A falta de controle do orçamento doméstico segue como um dos principais vetores do endividamento no país. Dados do Banco Central do Brasil indicam que mais de 70% das famílias brasileiras convivem com algum grau de comprometimento da renda.

Em um ambiente de juros elevados e renda pressionada, organizar receitas e despesas deixou de ser apenas recomendação de educação financeira e passou a ser condição necessária para preservar o equilíbrio financeiro.

O que é orçamento familiar

O orçamento familiar é uma ferramenta de gestão que consolida todas as receitas e despesas mensais para oferecer uma visão clara da situação financeira.

Na prática, ele permite responder a três perguntas fundamentais:

Quanto entra de fato no mês?

Quanto sai ao longo do período?

O resultado final é superávit ou déficit?

Esse diagnóstico é o ponto de partida para decisões mais racionais sobre consumo, poupança e uso do crédito.

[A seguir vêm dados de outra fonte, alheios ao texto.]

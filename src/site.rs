// Static site generation: fills the HTML template with one card per movie
// and writes the result next to it.

use crate::movie::Collection;
use anyhow::{Context, Result};
use std::fmt::Write as _;
use std::fs;
use std::path::Path;

pub const TITLE_PLACEHOLDER: &str = "__TEMPLATE_TITLE__";
pub const GRID_PLACEHOLDER: &str = "__TEMPLATE_MOVIE_GRID__";

const PAGE_TITLE: &str = "My Movie Shelf";

/// Substitutes the page title and the movie grid into `template`.
pub fn render(template: &str, movies: &Collection) -> String {
    let mut grid = String::new();
    for movie in movies {
        // Writing into a String cannot fail.
        let _ = write!(
            grid,
            concat!(
                "        <li>\n",
                "            <div class=\"movie\">\n",
                "                <img class=\"movie-poster\" src=\"{poster}\" alt=\"{title}\"/>\n",
                "                <div class=\"movie-title\">{title}</div>\n",
                "                <div class=\"movie-year\">{year}</div>\n",
                "                <div class=\"movie-rating\">{rating}</div>\n",
                "            </div>\n",
                "        </li>\n",
            ),
            poster = escape(&movie.poster),
            title = escape(&movie.title),
            year = escape(&movie.year),
            rating = movie.rating_label(),
        );
    }

    template
        .replace(TITLE_PLACEHOLDER, PAGE_TITLE)
        .replace(GRID_PLACEHOLDER, &grid)
}

/// Reads the template, renders `movies` into it and overwrites `output`.
/// A missing template is an error for the caller to surface.
pub fn generate(template: &Path, output: &Path, movies: &Collection) -> Result<()> {
    let text = fs::read_to_string(template)
        .with_context(|| format!("Failed to read site template {}", template.display()))?;
    let page = render(&text, movies);

    if let Some(dir) = output.parent().filter(|d| !d.as_os_str().is_empty()) {
        fs::create_dir_all(dir)
            .with_context(|| format!("Failed to create {}", dir.display()))?;
    }
    fs::write(output, page).with_context(|| format!("Failed to write {}", output.display()))?;
    log::info!("wrote {} movies to {}", movies.len(), output.display());
    Ok(())
}

fn escape(text: &str) -> String {
    let mut out = String::with_capacity(text.len());
    for c in text.chars() {
        match c {
            '&' => out.push_str("&amp;"),
            '<' => out.push_str("&lt;"),
            '>' => out.push_str("&gt;"),
            '"' => out.push_str("&quot;"),
            '\'' => out.push_str("&#39;"),
            _ => out.push(c),
        }
    }
    out
}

Como estruturar um orçamento na prática

A construção de um orçamento eficiente não exige métodos complexos, mas disciplina e realismo.

1. Parta da renda líquida

Liste apenas os valores efetivamente recebidos — salário líquido, rendas extras recorrentes e benefícios. Para rendas variáveis, utilize a média conservadora dos últimos meses, evitando superestimar a capacidade financeira.

2. Registre os gastos reais

O orçamento deve refletir o comportamento financeiro concreto, não o ideal.

Organize as despesas em dois blocos:

Despesas fixas:

Aluguel ou financiamento

Condomínio

Mensalidades escolares

Contas de serviços essenciais

Despesas variáveis:

Supermercado

Transporte

Lazer

Compras pontuais e delivery

O acompanhamento diário ajuda a identificar pequenas despesas recorrentes que, somadas, pressionam o orçamento.

3. Analise antes de cortar

Após consolidar os dados, a avaliação deve preceder qualquer ajuste. Perguntas essenciais:

O gasto é indispensável?

Ele agrega valor à rotina?

Existe alternativa mais econômica?

O objetivo não é eliminar tudo, mas melhorar a eficiência do uso do dinheiro.

Planejamento como estratégia

Com a Selic em patamar elevado, o custo do crédito permanece alto, tornando o descontrole financeiro mais oneroso. Um orçamento estruturado reduz a necessidade de recorrer a empréstimos e facilita a formação de reserva de emergência.

Em um cenário macroeconômico desafiador, organização financeira não é apenas hábito saudável — é ferramenta de proteção patrimonial e estabilidade no médio prazo.